Aim of the task = Look through the entries for the string "fold" and copy every line where it shows up.

Entries taken from a collection:
# # # #

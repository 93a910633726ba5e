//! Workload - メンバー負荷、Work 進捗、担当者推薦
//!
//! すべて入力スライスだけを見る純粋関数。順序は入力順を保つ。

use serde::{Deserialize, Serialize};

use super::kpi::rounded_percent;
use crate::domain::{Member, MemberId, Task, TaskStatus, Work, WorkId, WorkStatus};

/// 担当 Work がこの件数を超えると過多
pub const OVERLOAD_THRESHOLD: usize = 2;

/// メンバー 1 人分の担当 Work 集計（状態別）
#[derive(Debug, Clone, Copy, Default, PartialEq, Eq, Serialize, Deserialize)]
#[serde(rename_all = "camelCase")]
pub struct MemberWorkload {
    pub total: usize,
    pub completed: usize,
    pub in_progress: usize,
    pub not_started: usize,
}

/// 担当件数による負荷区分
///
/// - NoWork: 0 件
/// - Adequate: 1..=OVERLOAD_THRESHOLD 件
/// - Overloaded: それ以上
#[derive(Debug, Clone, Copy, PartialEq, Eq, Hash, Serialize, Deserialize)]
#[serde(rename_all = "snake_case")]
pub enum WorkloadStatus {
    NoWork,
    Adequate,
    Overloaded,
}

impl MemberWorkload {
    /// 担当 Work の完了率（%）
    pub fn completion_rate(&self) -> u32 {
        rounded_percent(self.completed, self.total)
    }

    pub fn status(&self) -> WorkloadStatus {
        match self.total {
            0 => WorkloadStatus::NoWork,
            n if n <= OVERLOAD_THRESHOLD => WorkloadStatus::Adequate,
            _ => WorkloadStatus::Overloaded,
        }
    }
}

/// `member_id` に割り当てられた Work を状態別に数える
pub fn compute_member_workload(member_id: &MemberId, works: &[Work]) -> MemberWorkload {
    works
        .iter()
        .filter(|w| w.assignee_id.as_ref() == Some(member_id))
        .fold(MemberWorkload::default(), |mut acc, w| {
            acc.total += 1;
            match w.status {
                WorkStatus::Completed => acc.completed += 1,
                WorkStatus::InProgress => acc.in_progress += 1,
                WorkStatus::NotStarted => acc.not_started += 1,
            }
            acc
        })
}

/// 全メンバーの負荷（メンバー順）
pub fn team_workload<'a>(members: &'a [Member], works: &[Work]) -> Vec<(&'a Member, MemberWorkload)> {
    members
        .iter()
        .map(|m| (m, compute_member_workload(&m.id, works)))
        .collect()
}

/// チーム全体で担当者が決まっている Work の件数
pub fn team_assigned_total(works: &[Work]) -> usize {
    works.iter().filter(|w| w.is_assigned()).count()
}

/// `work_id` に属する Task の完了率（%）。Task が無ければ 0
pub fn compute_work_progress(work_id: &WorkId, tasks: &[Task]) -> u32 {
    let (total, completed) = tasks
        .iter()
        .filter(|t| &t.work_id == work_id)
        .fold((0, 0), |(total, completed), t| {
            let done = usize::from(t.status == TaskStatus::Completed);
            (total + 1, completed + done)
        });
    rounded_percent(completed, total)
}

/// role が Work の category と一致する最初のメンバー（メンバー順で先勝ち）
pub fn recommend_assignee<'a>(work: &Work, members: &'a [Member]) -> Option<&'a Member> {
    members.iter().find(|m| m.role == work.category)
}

# # # #

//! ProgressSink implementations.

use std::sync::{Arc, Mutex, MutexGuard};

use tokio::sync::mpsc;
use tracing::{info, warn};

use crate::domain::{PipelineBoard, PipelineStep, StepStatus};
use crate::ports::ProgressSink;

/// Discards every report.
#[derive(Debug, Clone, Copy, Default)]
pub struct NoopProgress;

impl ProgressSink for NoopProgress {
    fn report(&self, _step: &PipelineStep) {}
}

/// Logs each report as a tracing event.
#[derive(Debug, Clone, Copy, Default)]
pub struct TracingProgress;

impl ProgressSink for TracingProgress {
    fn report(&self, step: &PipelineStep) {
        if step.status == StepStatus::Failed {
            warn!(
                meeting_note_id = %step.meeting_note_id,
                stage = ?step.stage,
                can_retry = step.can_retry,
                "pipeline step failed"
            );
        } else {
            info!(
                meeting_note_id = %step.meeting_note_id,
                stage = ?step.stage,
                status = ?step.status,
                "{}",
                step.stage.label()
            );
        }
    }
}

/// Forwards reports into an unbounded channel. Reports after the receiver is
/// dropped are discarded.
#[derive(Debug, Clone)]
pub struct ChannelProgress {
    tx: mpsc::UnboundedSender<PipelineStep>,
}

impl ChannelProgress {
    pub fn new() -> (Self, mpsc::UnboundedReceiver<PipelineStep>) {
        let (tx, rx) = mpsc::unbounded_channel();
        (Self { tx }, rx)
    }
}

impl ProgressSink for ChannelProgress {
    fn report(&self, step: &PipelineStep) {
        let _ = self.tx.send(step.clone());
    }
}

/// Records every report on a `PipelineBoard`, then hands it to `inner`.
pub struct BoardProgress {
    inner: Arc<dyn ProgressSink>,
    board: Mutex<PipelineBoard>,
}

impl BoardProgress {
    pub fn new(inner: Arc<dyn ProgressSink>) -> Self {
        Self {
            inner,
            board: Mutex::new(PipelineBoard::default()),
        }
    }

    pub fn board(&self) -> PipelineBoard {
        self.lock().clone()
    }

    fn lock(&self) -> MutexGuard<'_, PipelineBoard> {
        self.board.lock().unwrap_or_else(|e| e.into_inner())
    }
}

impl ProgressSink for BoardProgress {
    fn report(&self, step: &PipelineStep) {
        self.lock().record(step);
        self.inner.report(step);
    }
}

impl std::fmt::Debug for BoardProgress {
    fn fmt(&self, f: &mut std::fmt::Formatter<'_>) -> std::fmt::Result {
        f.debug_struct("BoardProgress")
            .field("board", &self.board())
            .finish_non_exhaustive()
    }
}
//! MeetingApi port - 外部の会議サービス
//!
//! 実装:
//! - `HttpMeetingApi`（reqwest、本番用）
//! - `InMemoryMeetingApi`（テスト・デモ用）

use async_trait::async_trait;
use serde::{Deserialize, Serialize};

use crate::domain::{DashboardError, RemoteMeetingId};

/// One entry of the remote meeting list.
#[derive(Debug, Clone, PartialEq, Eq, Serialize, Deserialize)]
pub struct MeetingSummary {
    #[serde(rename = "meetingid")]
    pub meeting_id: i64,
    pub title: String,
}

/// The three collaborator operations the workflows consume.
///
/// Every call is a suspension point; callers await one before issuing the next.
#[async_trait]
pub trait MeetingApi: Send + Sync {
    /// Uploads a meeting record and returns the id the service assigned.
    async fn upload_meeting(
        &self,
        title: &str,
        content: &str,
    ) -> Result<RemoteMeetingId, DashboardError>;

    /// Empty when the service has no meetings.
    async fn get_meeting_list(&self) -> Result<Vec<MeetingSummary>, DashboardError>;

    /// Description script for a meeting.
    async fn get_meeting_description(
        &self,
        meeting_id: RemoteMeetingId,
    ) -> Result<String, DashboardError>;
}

# # # #

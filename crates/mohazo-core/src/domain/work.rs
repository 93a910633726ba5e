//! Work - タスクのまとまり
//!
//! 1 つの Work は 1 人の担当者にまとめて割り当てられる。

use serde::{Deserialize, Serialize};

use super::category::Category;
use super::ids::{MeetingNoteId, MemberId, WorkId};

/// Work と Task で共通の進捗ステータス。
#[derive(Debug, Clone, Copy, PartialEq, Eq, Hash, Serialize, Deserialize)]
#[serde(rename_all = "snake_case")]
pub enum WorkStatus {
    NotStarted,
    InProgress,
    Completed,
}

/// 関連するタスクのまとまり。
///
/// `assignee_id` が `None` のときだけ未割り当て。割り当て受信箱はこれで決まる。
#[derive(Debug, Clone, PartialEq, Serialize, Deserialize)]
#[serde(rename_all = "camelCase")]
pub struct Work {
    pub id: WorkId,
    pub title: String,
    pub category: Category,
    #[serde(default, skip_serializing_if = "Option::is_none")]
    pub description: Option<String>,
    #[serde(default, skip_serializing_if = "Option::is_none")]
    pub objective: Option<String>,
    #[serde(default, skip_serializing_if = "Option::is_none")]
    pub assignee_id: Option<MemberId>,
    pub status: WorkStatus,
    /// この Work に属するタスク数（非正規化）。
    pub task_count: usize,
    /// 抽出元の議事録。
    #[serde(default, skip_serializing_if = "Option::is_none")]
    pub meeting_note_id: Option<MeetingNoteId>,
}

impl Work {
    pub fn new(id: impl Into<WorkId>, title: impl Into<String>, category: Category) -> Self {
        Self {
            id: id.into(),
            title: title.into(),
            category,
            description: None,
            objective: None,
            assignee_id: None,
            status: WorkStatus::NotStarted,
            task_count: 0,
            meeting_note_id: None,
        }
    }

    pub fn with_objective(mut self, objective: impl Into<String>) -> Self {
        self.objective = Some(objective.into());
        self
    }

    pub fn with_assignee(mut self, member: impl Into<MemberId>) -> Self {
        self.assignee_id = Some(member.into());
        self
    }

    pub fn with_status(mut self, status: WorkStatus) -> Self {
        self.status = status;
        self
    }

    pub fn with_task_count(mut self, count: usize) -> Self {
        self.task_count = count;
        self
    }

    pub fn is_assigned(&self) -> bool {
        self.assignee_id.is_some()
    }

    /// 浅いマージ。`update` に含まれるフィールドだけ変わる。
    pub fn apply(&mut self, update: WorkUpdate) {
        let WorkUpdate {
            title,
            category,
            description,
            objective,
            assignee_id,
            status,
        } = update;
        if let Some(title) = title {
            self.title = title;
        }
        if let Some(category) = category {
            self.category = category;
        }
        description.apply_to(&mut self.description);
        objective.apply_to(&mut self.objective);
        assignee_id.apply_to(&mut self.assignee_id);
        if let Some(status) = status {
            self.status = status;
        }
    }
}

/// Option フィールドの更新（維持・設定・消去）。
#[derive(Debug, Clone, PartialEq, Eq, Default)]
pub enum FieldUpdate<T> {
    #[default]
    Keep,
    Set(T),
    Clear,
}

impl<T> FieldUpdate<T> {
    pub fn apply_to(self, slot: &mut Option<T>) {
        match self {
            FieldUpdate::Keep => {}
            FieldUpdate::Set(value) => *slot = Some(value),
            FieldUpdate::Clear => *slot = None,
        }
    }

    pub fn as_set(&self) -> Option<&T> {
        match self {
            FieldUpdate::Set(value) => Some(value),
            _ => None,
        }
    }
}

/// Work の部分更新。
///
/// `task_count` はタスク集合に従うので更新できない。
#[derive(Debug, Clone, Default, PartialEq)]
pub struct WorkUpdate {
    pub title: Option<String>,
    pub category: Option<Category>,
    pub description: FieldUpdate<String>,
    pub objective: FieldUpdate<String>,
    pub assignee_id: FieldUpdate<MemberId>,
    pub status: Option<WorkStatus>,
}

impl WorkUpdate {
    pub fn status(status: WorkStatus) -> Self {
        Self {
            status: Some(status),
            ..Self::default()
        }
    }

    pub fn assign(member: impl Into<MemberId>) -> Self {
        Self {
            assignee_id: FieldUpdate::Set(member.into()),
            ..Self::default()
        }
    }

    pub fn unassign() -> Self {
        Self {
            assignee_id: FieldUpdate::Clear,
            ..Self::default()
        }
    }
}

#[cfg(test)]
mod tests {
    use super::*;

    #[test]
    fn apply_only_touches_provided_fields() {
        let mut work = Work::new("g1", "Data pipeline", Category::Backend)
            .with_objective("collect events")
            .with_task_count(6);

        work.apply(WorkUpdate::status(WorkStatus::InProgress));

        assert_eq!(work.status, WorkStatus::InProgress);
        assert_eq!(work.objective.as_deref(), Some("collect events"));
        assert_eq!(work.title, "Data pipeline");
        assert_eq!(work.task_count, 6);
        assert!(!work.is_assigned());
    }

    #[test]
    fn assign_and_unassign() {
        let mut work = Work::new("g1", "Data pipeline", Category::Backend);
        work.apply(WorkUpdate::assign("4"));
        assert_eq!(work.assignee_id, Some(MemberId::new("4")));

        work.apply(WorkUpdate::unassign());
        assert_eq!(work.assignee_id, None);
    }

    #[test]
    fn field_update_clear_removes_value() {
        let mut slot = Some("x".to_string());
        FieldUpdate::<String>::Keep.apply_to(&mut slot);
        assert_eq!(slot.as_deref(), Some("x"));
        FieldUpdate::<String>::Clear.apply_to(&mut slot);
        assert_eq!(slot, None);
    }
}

# # # #

Result of the task =
        .fold(MemberWorkload::default(), |mut acc, w| {
        .fold((0, 0), |(total, completed), t| {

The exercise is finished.